▶
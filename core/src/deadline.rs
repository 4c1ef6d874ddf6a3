//! Hard wall-clock deadlines around asynchronous work.
//!
//! Two flavours exist. [`with_deadline`] drops the wrapped future when time
//! runs out, which cancels it; for a reqwest call that aborts the request and
//! releases the connection. [`with_detached_deadline`] runs the work as its own
//! task and abandons that task on expiry: the caller gets the timeout at once
//! and the task keeps running, its eventual result discarded.

use std::future::Future;
use std::time::Duration;

use tokio::time::Instant;
use tracing::{debug, warn};

/// The deadline fired before the wrapped work settled.
#[derive(Debug, Clone, PartialEq, Eq, thiserror::Error)]
#[error("{operation} timed out after {}ms", .after.as_millis())]
pub struct DeadlineExceeded {
  pub operation: String,
  pub after: Duration,
}

impl DeadlineExceeded {
  pub fn new(operation: impl Into<String>, after: Duration) -> Self {
    Self {
      operation: operation.into(),
      after,
    }
  }
}

/// Outcome of detached work that did not produce a value.
#[derive(Debug, thiserror::Error)]
pub enum DetachedError {
  #[error(transparent)]
  TimedOut(#[from] DeadlineExceeded),
  #[error("{operation} panicked: {message}")]
  Panicked { operation: String, message: String },
}

/// Race `work` against `duration`; the loser is dropped.
///
/// Exactly one of the work's own output or [`DeadlineExceeded`] is returned.
pub async fn with_deadline<F>(
  operation: &str,
  duration: Duration,
  work: F,
) -> Result<F::Output, DeadlineExceeded>
where
  F: Future,
{
  let started = Instant::now();
  match tokio::time::timeout(duration, work).await {
    Ok(output) => {
      debug!(
        operation,
        elapsed_ms = started.elapsed().as_millis() as u64,
        "settled before deadline"
      );
      Ok(output)
    }
    Err(_) => {
      warn!(
        operation,
        deadline_ms = duration.as_millis() as u64,
        "deadline fired; in-flight work cancelled"
      );
      Err(DeadlineExceeded::new(operation, duration))
    }
  }
}

/// Run `work` as a detached task and wait at most `duration` for it.
///
/// On expiry the task is left running and whatever it eventually returns is
/// dropped. This bounds the caller's latency, not the task's resource use.
pub async fn with_detached_deadline<F>(
  operation: &str,
  duration: Duration,
  work: F,
) -> Result<F::Output, DetachedError>
where
  F: Future + Send + 'static,
  F::Output: Send + 'static,
{
  let handle = tokio::spawn(work);
  match tokio::time::timeout(duration, handle).await {
    Ok(Ok(output)) => Ok(output),
    Ok(Err(join_error)) => Err(DetachedError::Panicked {
      operation: operation.to_string(),
      message: join_error.to_string(),
    }),
    Err(_) => {
      warn!(
        operation,
        deadline_ms = duration.as_millis() as u64,
        "deadline fired; detached task left to finish in the background"
      );
      Err(DeadlineExceeded::new(operation, duration).into())
    }
  }
}
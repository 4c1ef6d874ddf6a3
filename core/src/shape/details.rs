use serde_json::{Map, Value};

use super::{ShapeLimits, take_last};

/// Fields kept on each retained version entry.
pub const DETAIL_VERSION_FIELDS: [&str; 7] = [
  "name",
  "version",
  "description",
  "main",
  "dependencies",
  "devDependencies",
  "peerDependencies",
];

/// Top-level packument fields carried into the detail view.
const DETAIL_TOP_LEVEL_FIELDS: [&str; 8] = [
  "name",
  "description",
  "dist-tags",
  "license",
  "homepage",
  "repository",
  "keywords",
  "author",
];

const TIME_ANCHORS: [&str; 2] = ["created", "modified"];

/// Reduce a full packument to a bounded detail record.
///
/// Keeps the last `max_detail_versions` entries of `versions` in upstream
/// insertion order, each stripped to [`DETAIL_VERSION_FIELDS`], and the
/// `created`/`modified` timestamps plus the last `max_time_entries` other
/// entries of `time`. The raw packument is consumed so it can be freed as soon
/// as shaping finishes.
pub fn shape_package_detail(packument: Value, limits: &ShapeLimits) -> Value {
  let Value::Object(mut raw) = packument else {
    return Value::Object(Map::new());
  };

  let mut shaped = Map::new();
  for field in DETAIL_TOP_LEVEL_FIELDS {
    if let Some(value) = raw.remove(field) {
      shaped.insert(field.to_string(), value);
    }
  }

  if let Some(Value::Object(versions)) = raw.remove("versions") {
    let retained: Map<String, Value> = take_last(versions.into_iter(), limits.max_detail_versions)
      .map(|(version, manifest)| (version, strip_version(manifest)))
      .collect();
    shaped.insert("versions".to_string(), Value::Object(retained));
  }

  if let Some(Value::Object(time)) = raw.remove("time") {
    shaped.insert(
      "time".to_string(),
      Value::Object(shape_time(time, limits.max_time_entries)),
    );
  }

  Value::Object(shaped)
}

fn strip_version(manifest: Value) -> Value {
  let Value::Object(mut manifest) = manifest else {
    return Value::Object(Map::new());
  };

  let mut kept = Map::new();
  for field in DETAIL_VERSION_FIELDS {
    if let Some(value) = manifest.remove(field) {
      kept.insert(field.to_string(), value);
    }
  }
  Value::Object(kept)
}

fn shape_time(time: Map<String, Value>, max_entries: usize) -> Map<String, Value> {
  let mut anchors = Map::new();
  let mut others = Vec::with_capacity(time.len());
  for (key, value) in time {
    if TIME_ANCHORS.contains(&key.as_str()) {
      anchors.insert(key, value);
    } else {
      others.push((key, value));
    }
  }

  let mut shaped = Map::new();
  for anchor in TIME_ANCHORS {
    if let Some(value) = anchors.remove(anchor) {
      shaped.insert(anchor.to_string(), value);
    }
  }
  shaped.extend(take_last(others.into_iter(), max_entries));
  shaped
}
◀
* **How to complete this task**
For the string "retained", return every line of the data where it appears.

* **Completed exercise**
/// Fields kept on each retained version entry.
    let retained: Map<String, Value> = take_last(versions.into_iter(), limits.max_detail_versions)
    shaped.insert("versions".to_string(), Value::Object(retained));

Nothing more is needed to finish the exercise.